By JOHN ANARI.
A. Penyerahan Administrasi New Guinea dari Sekutu ke Belanda
Setelah
pasukan Sekutu berhasil menguasai kota Hollandia (sekarang:Jayapura)
pada tanggal 22 April 1944, Administrasi Pemerintahan Nederland New
Guinea langsung diserahkan dari Sekutu kepada Kerajaan Nederland
sehingga pusat Pemerintahan Resident Nederland New Guinea langsung
dipindahkan dari Manokwari ke Hollandia dan mengangkat J. P. van Echoud
sebagai Gubernur Nederlan New Guinea. Oleh karena itu, Pemerintah
Belanda harus membuka Sekolah Pemerintahan (Bestuur School) dan Sekolah
Polisi di kota Hollandia akibat kekurangan tenaga personil. Maka seluruh
buangan/tahanan Indonesia dari Digul yang dipindahkan ke Australia
ditarik kembali untuk menjalankan roda pemerintahan Nederland New
Guinea. Sehingga diangkat Soegoro Atmoprasodjo (bekas tahanan Digul)

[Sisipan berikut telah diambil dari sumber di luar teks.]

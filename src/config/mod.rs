//! Configuration management.
//!
//! `WardenConfig` is read from TOML. Every section is optional; anything
//! left out keeps its default.
//!
//! ```toml
//! data_dir = ".warden"
//! role_base_url = ""
//!
//! [identity]
//! fields = ["label", "email", "description", "url", "image", "memberOf"]
//!
//! [[identity.identities]]
//! identity = { id = "https://example.com/i/admin", type = "Identity" }
//! resource_roles = [{ sysRole = "identity.admin" }]
//!
//! [[roles]]
//! id = "identity.regular"
//! sysPermission = ["IDENTITY_ACCESS", "IDENTITY_UPDATE"]
//!
//! [logging]
//! format = "json"
//! filter = "warden=debug"
//! ```

use serde::Deserialize;
use std::path::{Path, PathBuf};

use crate::authorization::StaticRoleCatalog;
use crate::models::{Identity, IdentityStatus, ResourceRole, Role};
use crate::observability::LogFormat;

/// Environment variable naming the config file.
pub const CONFIG_PATH_ENV: &str = "WARDEN_CONFIG_PATH";
/// Environment variable overriding `data_dir`.
pub const DATA_DIR_ENV: &str = "WARDEN_DATA_DIR";

/// Attribute fields `update` may change unless configured otherwise.
pub const DEFAULT_UPDATE_FIELDS: &[&str] =
    &["label", "email", "description", "url", "image", "memberOf"];

/// Main configuration for warden.
#[derive(Debug, Clone)]
pub struct WardenConfig {
    /// Directory holding the identity database.
    pub data_dir: PathBuf,
    /// Identity settings.
    pub identity: IdentitySettings,
    /// Role catalog; empty means the built-in roles.
    pub roles: Vec<Role>,
    /// Prefix applied to relative role ids when records are read.
    ///
    /// Empty disables the rewrite.
    pub role_base_url: String,
    /// Logging settings.
    pub logging: LoggingSettings,
}

/// Identity settings.
#[derive(Debug, Clone)]
pub struct IdentitySettings {
    /// Attribute fields `update` may change. `id` is never mutable.
    pub fields: Vec<String>,
    /// Identities created by `init`.
    pub identities: Vec<SeedIdentity>,
}

/// An identity created at startup.
#[derive(Debug, Clone, PartialEq, Deserialize)]
pub struct SeedIdentity {
    /// The identity document.
    pub identity: Identity,
    /// Resource roles granted to it.
    #[serde(default)]
    pub resource_roles: Vec<ResourceRole>,
    /// Initial status.
    #[serde(default)]
    pub status: IdentityStatus,
}

/// Logging settings as written in the config file.
#[derive(Debug, Clone)]
pub struct LoggingSettings {
    /// Output format.
    pub format: LogFormat,
    /// `EnvFilter` directive.
    pub filter: String,
    /// Log file; stderr when absent.
    pub file: Option<PathBuf>,
}

impl Default for LoggingSettings {
    fn default() -> Self {
        Self {
            format: LogFormat::Pretty,
            filter: "info".to_string(),
            file: None,
        }
    }
}

impl Default for IdentitySettings {
    fn default() -> Self {
        Self {
            fields: DEFAULT_UPDATE_FIELDS.iter().map(ToString::to_string).collect(),
            identities: Vec::new(),
        }
    }
}

/// Configuration file structure (for TOML parsing).
#[derive(Debug, Deserialize, Default)]
pub struct ConfigFile {
    /// Data directory.
    pub data_dir: Option<String>,
    /// Role id prefix.
    pub role_base_url: Option<String>,
    /// Identity section.
    pub identity: Option<ConfigFileIdentity>,
    /// Role catalog.
    pub roles: Option<Vec<Role>>,
    /// Logging section.
    pub logging: Option<ConfigFileLogging>,
}

/// Identity section in config file.
#[derive(Debug, Deserialize, Default)]
pub struct ConfigFileIdentity {
    /// Updatable fields.
    pub fields: Option<Vec<String>>,
    /// Seed identities.
    pub identities: Option<Vec<SeedIdentity>>,
}

/// Logging section in config file.
#[derive(Debug, Deserialize, Default)]
pub struct ConfigFileLogging {
    /// `pretty` or `json`.
    pub format: Option<String>,
    /// Filter directive.
    pub filter: Option<String>,
    /// Log file path.
    pub file: Option<String>,
}

impl Default for WardenConfig {
    fn default() -> Self {
        Self {
            data_dir: PathBuf::from(".warden"),
            identity: IdentitySettings::default(),
            roles: Vec::new(),
            role_base_url: String::new(),
            logging: LoggingSettings::default(),
        }
    }
}

impl WardenConfig {
    /// Creates a new configuration with default values.
    #[must_use]
    pub fn new() -> Self {
        Self::default()
    }

    /// Loads configuration from a file path.
    ///
    /// # Errors
    ///
    /// Returns an error if the file cannot be read or parsed.
    pub fn load_from_file(path: &Path) -> crate::Result<Self> {
        let contents =
            std::fs::read_to_string(path).map_err(|e| crate::Error::OperationFailed {
                operation: "read_config_file".to_string(),
                cause: format!("{}: {e}", path.display()),
            })?;
        Self::from_toml(&contents)
    }

    /// Parses configuration from TOML text.
    ///
    /// # Errors
    ///
    /// Returns an error if the text is not a valid config file.
    pub fn from_toml(contents: &str) -> crate::Result<Self> {
        let file: ConfigFile =
            toml::from_str(contents).map_err(|e| crate::Error::OperationFailed {
                operation: "parse_config_file".to_string(),
                cause: e.to_string(),
            })?;
        Ok(Self::from_config_file(file))
    }

    /// Loads configuration from the default location.
    ///
    /// Checks `<platform config dir>/warden/config.toml`, then
    /// `~/.config/warden/config.toml`. Returns defaults if neither exists
    /// or parses.
    #[must_use]
    pub fn load_default() -> Self {
        let Some(base_dirs) = directories::BaseDirs::new() else {
            return Self::default();
        };

        let candidates = [
            base_dirs.config_dir().join("warden").join("config.toml"),
            base_dirs
                .home_dir()
                .join(".config")
                .join("warden")
                .join("config.toml"),
        ];
        for path in candidates {
            if !path.exists() {
                continue;
            }
            match Self::load_from_file(&path) {
                Ok(config) => return config,
                Err(e) => {
                    tracing::warn!(path = %path.display(), error = %e, "Ignoring unreadable config");
                },
            }
        }

        Self::default()
    }

    /// Loads configuration from `explicit`, `WARDEN_CONFIG_PATH`, or the
    /// default location, then applies environment overrides.
    ///
    /// # Errors
    ///
    /// Returns an error if an explicitly named file cannot be loaded.
    pub fn load(explicit: Option<&Path>) -> crate::Result<Self> {
        let from_env = std::env::var(CONFIG_PATH_ENV).ok().map(PathBuf::from);
        let mut config = match explicit.map(Path::to_path_buf).or(from_env) {
            Some(path) => Self::load_from_file(&path)?,
            None => Self::load_default(),
        };
        config.apply_overrides(|key| std::env::var(key).ok());
        Ok(config)
    }

    /// Applies overrides read through `lookup` (the process environment in
    /// production).
    pub fn apply_overrides(&mut self, lookup: impl Fn(&str) -> Option<String>) {
        if let Some(data_dir) = lookup(DATA_DIR_ENV).filter(|v| !v.is_empty()) {
            self.data_dir = PathBuf::from(data_dir);
        }
    }

    /// Builds the role catalog.
    #[must_use]
    pub fn role_catalog(&self) -> StaticRoleCatalog {
        if self.roles.is_empty() {
            StaticRoleCatalog::builtin()
        } else {
            StaticRoleCatalog::new(self.roles.clone())
        }
    }

    /// Converts a `ConfigFile` to `WardenConfig`.
    fn from_config_file(file: ConfigFile) -> Self {
        let mut config = Self::default();

        if let Some(data_dir) = file.data_dir {
            config.data_dir = PathBuf::from(data_dir);
        }
        if let Some(base) = file.role_base_url {
            config.role_base_url = base;
        }
        if let Some(identity) = file.identity {
            if let Some(fields) = identity.fields {
                config.identity.fields = fields;
            }
            if let Some(identities) = identity.identities {
                config.identity.identities = identities;
            }
        }
        if let Some(roles) = file.roles {
            config.roles = roles;
        }
        if let Some(logging) = file.logging {
            if let Some(format) = logging.format.as_deref().and_then(LogFormat::parse) {
                config.logging.format = format;
            }
            if let Some(filter) = logging.filter {
                config.logging.filter = filter;
            }
            config.logging.file = logging.file.map(PathBuf::from);
        }

        config
    }

    /// Sets the data directory.
    #[must_use]
    pub fn with_data_dir(mut self, path: impl Into<PathBuf>) -> Self {
        self.data_dir = path.into();
        self
    }

    /// Sets the updatable fields.
    #[must_use]
    pub fn with_fields<I, S>(mut self, fields: I) -> Self
    where
        I: IntoIterator<Item = S>,
        S: Into<String>,
    {
        self.identity.fields = fields.into_iter().map(Into::into).collect();
        self
    }
}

sebagai Direktur Sekolah Pemerintahan, namun ketika terjadi Proklamasi
Negara Indonesia pada tahun 1945, maka kesempatan ini dimanfaatkan oleh
Soegoro untuk memprovokasi anak muridnya untuk membentuk gerakkan bawah
tanah yang diberi nama IRIAN (Ikut Republik Indonesia Anti Nederland).
Gerakkan
bawah tanah ini akhirnya diketahui oleh Belanda karena mereka menaikkan
bendera Merah Putih di Kota Nica (sekarang Kampung Harapan) pada
tanggal 31 Agustus 1945, maka Soegoro terpaksa harus dibuang kembali ke
Tahanan Digul tetapi berkat pertolongan seorang penjaga sehingga ia
dibebaskan lalu melarikan diri ke Papua New Guinea kemudian ke Australia
dan hingga kembali ke Indonesia. Sekolah Pemerintahan inilah yang
melahirkan sekitar 400 orang elit politik Papua antara tahun 1944 sampai
1949. Beberapa orang terdidik yang menjadi terkenal antara lain: Markus
Kaisiepo, Frans Kaisiepo, NicolasJouwe, Herman Wajoy, Silas Papare,
Alberth Karubui, Mozes Rumainum,Baldus Mofu, Eliser Yan Bonay, Lukas
Rumkorem, Marthen Indey, Johan Ariks, Herman Womsiwor, dan Abdullah
Arfan. Diantara murid Soegoro yang setia yaitu Silas Papare, Marthen
Indey, Frans Kaisiepo, dan Alberth Karubuy. Sedangkan yang murid yang
lain setiap kepada Belanda karena mereka telah mengetahui niat Soegoro
untuk menyatukan Papua Barat ke Republik Indonesia.
Akhirnya
Silas Papare dibuang ke Serui pada tahun 1946 setelah kedapatan rencana
sabotase asset Pemerintahan New Guinea tanggal 17 Juli 1946. Ternyata
di Serui, Papare bertemu dengan buangan dari Manado yaitu DR. Sam
Ratulangi sehingga mereka berdua membentuk suatu gerakkan perlawanan
terhadap Belanda yang diberi nama PKII (Partai Kemerdekaan Indonesia
IRIAN).
Sedangkan Frans Kaisiepo dibuang oleh Belanda ke
Makasar sehingga bergabung dengan delegasi Indonesia di Makasar dalam
Konfrensi Malino tahun 1946 dan dalam kesempatan itu Frans Kaisiepo
menekan delegasi Belanda yang dipimpin oleh Residen J. P. van Echoud
untuk menggantikkan nama Nederland Niuew Guinea menjadi IRIAN. Resident
J. P. van Echoud pada saat itu dikenal orang Papua sebagai Vader der
Papoea’s (Bapak Papua) karena penanaman rasa nasionalisme Papua untuk
berdiri sendiri menjadi Negara merdeka sedangkan Soegoro pun juga tidak
ditinggalkan maka Indonesia mengatakan bahwa Soegoro juga Sebagai Bapak
Papua karena telah menanamkan rasa nasionalisme Indonesia di Papua untuk
menjadi setia kepada Bangsa Indonesia dan tidak lepas bebas menentukan
nasibnya sendiri (tidak merdeka tetapi bergabung ke Indonesia). Padahal,
pada saat Proklamasi Negara Indonesia tanggal 17 Agustus 1945 dan
Penentuan Batas wilayah Indonesia dalam Sidang Pertama BPUPKI (Badan
Panitia Usaha Persiapan Kemerdekaan Indonesia) tanggal 18 Agustus 1945
wilayah Indonesia terdiri dari 8 Provinsi yaitu Sumatra, Jawa Barat,
Jawa Tengah, Jawa Timur, Sunda Kecil, Kalimantan, Sulawesi, dan Maluku.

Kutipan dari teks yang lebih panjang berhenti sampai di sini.